Time To First Byte (TTFB)
Time To First Byte (TTFB) is a performance metric that measures the latency of cloud object storage (such as Amazon S3, Google Cloud Storage, or Azure Blob Storage). Specifically, it tracks the duration between when a query engine sends a request to read a file block and when the storage service sends the first byte of data back to the engine.
Impact of TTFB on Query Latency
In decoupled compute and storage architectures, TTFB is a primary performance bottleneck. Cloud object storage has higher latency than local NVMe SSDs:
- Local SSD Latency: Under 0.1 milliseconds.
- Object Storage TTFB: Typically ranges from 5 to 50 milliseconds.
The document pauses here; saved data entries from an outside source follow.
//! Framed byte channel between the processing thread and the worker thread.
//!
//! Each direction is an `rtrb` ring of bytes. A logical message is one frame:
//!
//! ```text
//! [ u32 size (native endian) ][ size bytes of payload ]
//! ```
//!
//! Writers commit a whole frame at once and readers only consume a frame once
//! the header and all of its payload are readable. A reader looking at a
//! partial frame sees "nothing yet" and leaves every byte in place.
//!
//! The producer and consumer halves are separate owned values, so the
//! single-producer/single-consumer rule is enforced by moving each half to the
//! one thread that uses it.

use rtrb::{Consumer, Producer, RingBuffer};

use crate::error::ChannelError;

/// Size of the frame length header in bytes.
pub const HEADER_LEN: usize = std::mem::size_of::<u32>();

/// Create a channel holding at most `capacity` bytes, headers included.
pub fn channel(capacity: usize) -> (FrameWriter, FrameReader) {
    let (producer, consumer) = RingBuffer::<u8>::new(capacity);
    (FrameWriter { producer }, FrameReader { consumer })
}

/// Writing half of a Work Channel.
pub struct FrameWriter {
    producer: Producer<u8>,
}

impl FrameWriter {
    pub fn capacity(&self) -> usize {
        self.producer.buffer().capacity()
    }

    /// Bytes that can be written right now.
    pub fn write_space(&self) -> usize {
        self.producer.slots()
    }

    /// Write raw bytes. Either all of `bytes` are written or none.
    pub fn write(&mut self, bytes: &[u8]) -> Result<(), ChannelError> {
        self.write_parts(&[], bytes)
    }

    /// Write `payload` as a single frame, header included, in one commit.
    pub fn write_frame(&mut self, payload: &[u8]) -> Result<(), ChannelError> {
        let size = u32::try_from(payload.len())
            .map_err(|_| ChannelError::FrameTooLarge(payload.len()))?;
        if HEADER_LEN + payload.len() > self.capacity() {
            return Err(ChannelError::FrameTooLarge(payload.len()));
        }

        self.write_parts(&size.to_ne_bytes(), payload)
    }

    fn write_parts(&mut self, head: &[u8], body: &[u8]) -> Result<(), ChannelError> {
        let requested = head.len() + body.len();
        let available = self.producer.slots();
        if requested > available {
            return Err(ChannelError::InsufficientSpace {
                requested,
                available,
            });
        }
        if requested == 0 {
            return Ok(());
        }

        let mut chunk = self
            .producer
            .write_chunk(requested)
            .map_err(|_| ChannelError::InsufficientSpace {
                requested,
                available,
            })?;

        let (first, second) = chunk.as_mut_slices();
        let source = head.iter().chain(body.iter());
        for (slot, byte) in first.iter_mut().chain(second.iter_mut()).zip(source) {
            *slot = *byte;
        }
        chunk.commit_all();

        Ok(())
    }
}

/// Reading half of a Work Channel.
pub struct FrameReader {
    consumer: Consumer<u8>,
}

impl FrameReader {
    pub fn capacity(&self) -> usize {
        self.consumer.buffer().capacity()
    }

    /// Bytes that can be read right now.
    pub fn read_space(&self) -> usize {
        self.consumer.slots()
    }

    /// Fill `buf` completely from the channel, or read nothing.
    pub fn read(&mut self, buf: &mut [u8]) -> Result<(), ChannelError> {
        let requested = buf.len();
        let available = self.consumer.slots();
        if requested > available {
            return Err(ChannelError::InsufficientData {
                requested,
                available,
            });
        }
        if requested == 0 {
            return Ok(());
        }

        let chunk = self
            .consumer
            .read_chunk(requested)
            .map_err(|_| ChannelError::InsufficientData {
                requested,
                available,
            })?;

        let (first, second) = chunk.as_slices();
        buf[..first.len()].copy_from_slice(first);
        buf[first.len()..].copy_from_slice(second);
        chunk.commit_all();

        Ok(())
    }

    /// Payload length of the next frame, if that frame is complete.
    ///
    /// Nothing is consumed.
    pub fn pending_frame_len(&mut self) -> Option<usize> {
        let available = self.consumer.slots();
        if available < HEADER_LEN {
            return None;
        }

        let mut header = [0u8; HEADER_LEN];
        {
            // Dropped without commit, so the header stays in the ring
            let chunk = self.consumer.read_chunk(HEADER_LEN).ok()?;
            let (first, second) = chunk.as_slices();
            header[..first.len()].copy_from_slice(first);
            header[first.len()..].copy_from_slice(second);
        }

        let size = u32::from_ne_bytes(header) as usize;
        if available < HEADER_LEN + size {
            // Writer is not done with this frame yet
            return None;
        }
        Some(size)
    }

    /// Consume the next complete frame into `buf` and return its payload.
    ///
    /// Returns `None` without consuming anything when no complete frame is
    /// available. `buf` only reallocates if its capacity is below the payload
    /// length.
    pub fn read_frame<'a>(&mut self, buf: &'a mut Vec<u8>) -> Option<&'a [u8]> {
        let size = self.pending_frame_len()?;

        let chunk = self.consumer.read_chunk(HEADER_LEN + size).ok()?;
        let (first, second) = chunk.as_slices();

        buf.clear();
        buf.extend(first.iter().chain(second.iter()).skip(HEADER_LEN).copied());
        chunk.commit_all();

        Some(&buf[..])
    }
}

#[cfg(test)]
mod tests {
    use super::*;

    #[test]
    fn frame_round_trip_preserves_payload() {
        let (mut tx, mut rx) = channel(64);
        let payload = [1u8, 2, 3, 4, 5, 6, 7];

        tx.write_frame(&payload).unwrap();
        assert_eq!(rx.read_space(), HEADER_LEN + payload.len());
        assert_eq!(rx.pending_frame_len(), Some(payload.len()));

        let mut buf = Vec::new();
        let read = rx.read_frame(&mut buf).unwrap();
        assert_eq!(read, &payload);
        assert_eq!(rx.read_space(), 0);
    }

    #[test]
    fn empty_payload_is_a_valid_frame() {
        let (mut tx, mut rx) = channel(16);
        tx.write_frame(&[]).unwrap();

        let mut buf = vec![9u8; 4];
        assert_eq!(rx.read_frame(&mut buf), Some(&[][..]));
        assert_eq!(rx.read_space(), 0);
    }

    #[test]
    fn oversized_frame_fails_without_writing() {
        let (mut tx, mut rx) = channel(16);
        tx.write_frame(&[7u8; 4]).unwrap();
        let space_before = tx.write_space();

        // 8 + 4 header > 8 bytes left
        let err = tx.write_frame(&[0u8; 8]).unwrap_err();
        assert_eq!(
            err,
            ChannelError::InsufficientSpace {
                requested: 12,
                available: space_before
            }
        );
        assert_eq!(tx.write_space(), space_before);

        let mut buf = Vec::new();
        assert_eq!(rx.read_frame(&mut buf), Some(&[7u8; 4][..]));
        assert_eq!(rx.read_frame(&mut buf), None);
    }

    #[test]
    fn frame_larger_than_capacity_is_rejected() {
        let (mut tx, _rx) = channel(8);
        assert_eq!(
            tx.write_frame(&[0u8; 5]),
            Err(ChannelError::FrameTooLarge(5))
        );
        assert_eq!(tx.write_space(), 8);
    }

    #[test]
    fn partial_frame_reads_as_empty() {
        let (mut tx, mut rx) = channel(32);
        let payload = [0xAAu8; 6];

        // Header alone, payload not yet written
        tx.write(&(payload.len() as u32).to_ne_bytes()).unwrap();
        assert_eq!(rx.pending_frame_len(), None);

        let mut buf = Vec::new();
        assert_eq!(rx.read_frame(&mut buf), None);
        assert_eq!(rx.read_space(), HEADER_LEN, "header must not be consumed");

        tx.write(&payload[..3]).unwrap();
        assert_eq!(rx.pending_frame_len(), None);

        tx.write(&payload[3..]).unwrap();
        assert_eq!(rx.read_frame(&mut buf), Some(&payload[..]));
    }

    #[test]
    fn frames_wrap_around_the_ring() {
        let (mut tx, mut rx) = channel(20);
        let mut buf = Vec::with_capacity(20);

        for round in 0..10u8 {
            let payload = [round; 9];
            tx.write_frame(&payload).unwrap();
            assert_eq!(rx.read_frame(&mut buf), Some(&payload[..]));
        }
    }

    #[test]
    fn raw_read_is_all_or_nothing() {
        let (mut tx, mut rx) = channel(8);
        tx.write(&[1, 2, 3]).unwrap();

        let mut big = [0u8; 4];
        assert_eq!(
            rx.read(&mut big),
            Err(ChannelError::InsufficientData {
                requested: 4,
                available: 3
            })
        );
        assert_eq!(rx.read_space(), 3);

        let mut small = [0u8; 3];
        rx.read(&mut small).unwrap();
        assert_eq!(small, [1, 2, 3]);
    }

    #[test]
    fn raw_write_is_all_or_nothing() {
        let (mut tx, rx) = channel(4);
        assert!(tx.write(&[0u8; 5]).is_err());
        assert_eq!(rx.read_space(), 0);
        tx.write(&[0u8; 4]).unwrap();
        assert_eq!(tx.write_space(), 0);
    }
}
If a query requires scanning thousands of files, and each file read encounters a 10 ms TTFB delay, the query spends more time waiting for connections to establish than actually reading data.
Mitigation Strategies
Data architects use several techniques to bypass object storage TTFB limitations:
- Local Caching: Query engines like Dremio use local SSD caching (such as Columnar Cloud Cache, or C3) on executor nodes. Hot data blocks are cached locally, bypassing the remote storage TTFB entirely on subsequent queries.
- File Sizing: Keeping target file sizes large (e.g. 128 MB or 256 MB) ensures that the engine makes fewer, larger read requests. This maximizes the data retrieved per connection, reducing the impact of TTFB overhead.
- Parallel Execution: Running multi-threaded split planning reads data blocks concurrently, offsetting connection latencies across multiple executor threads.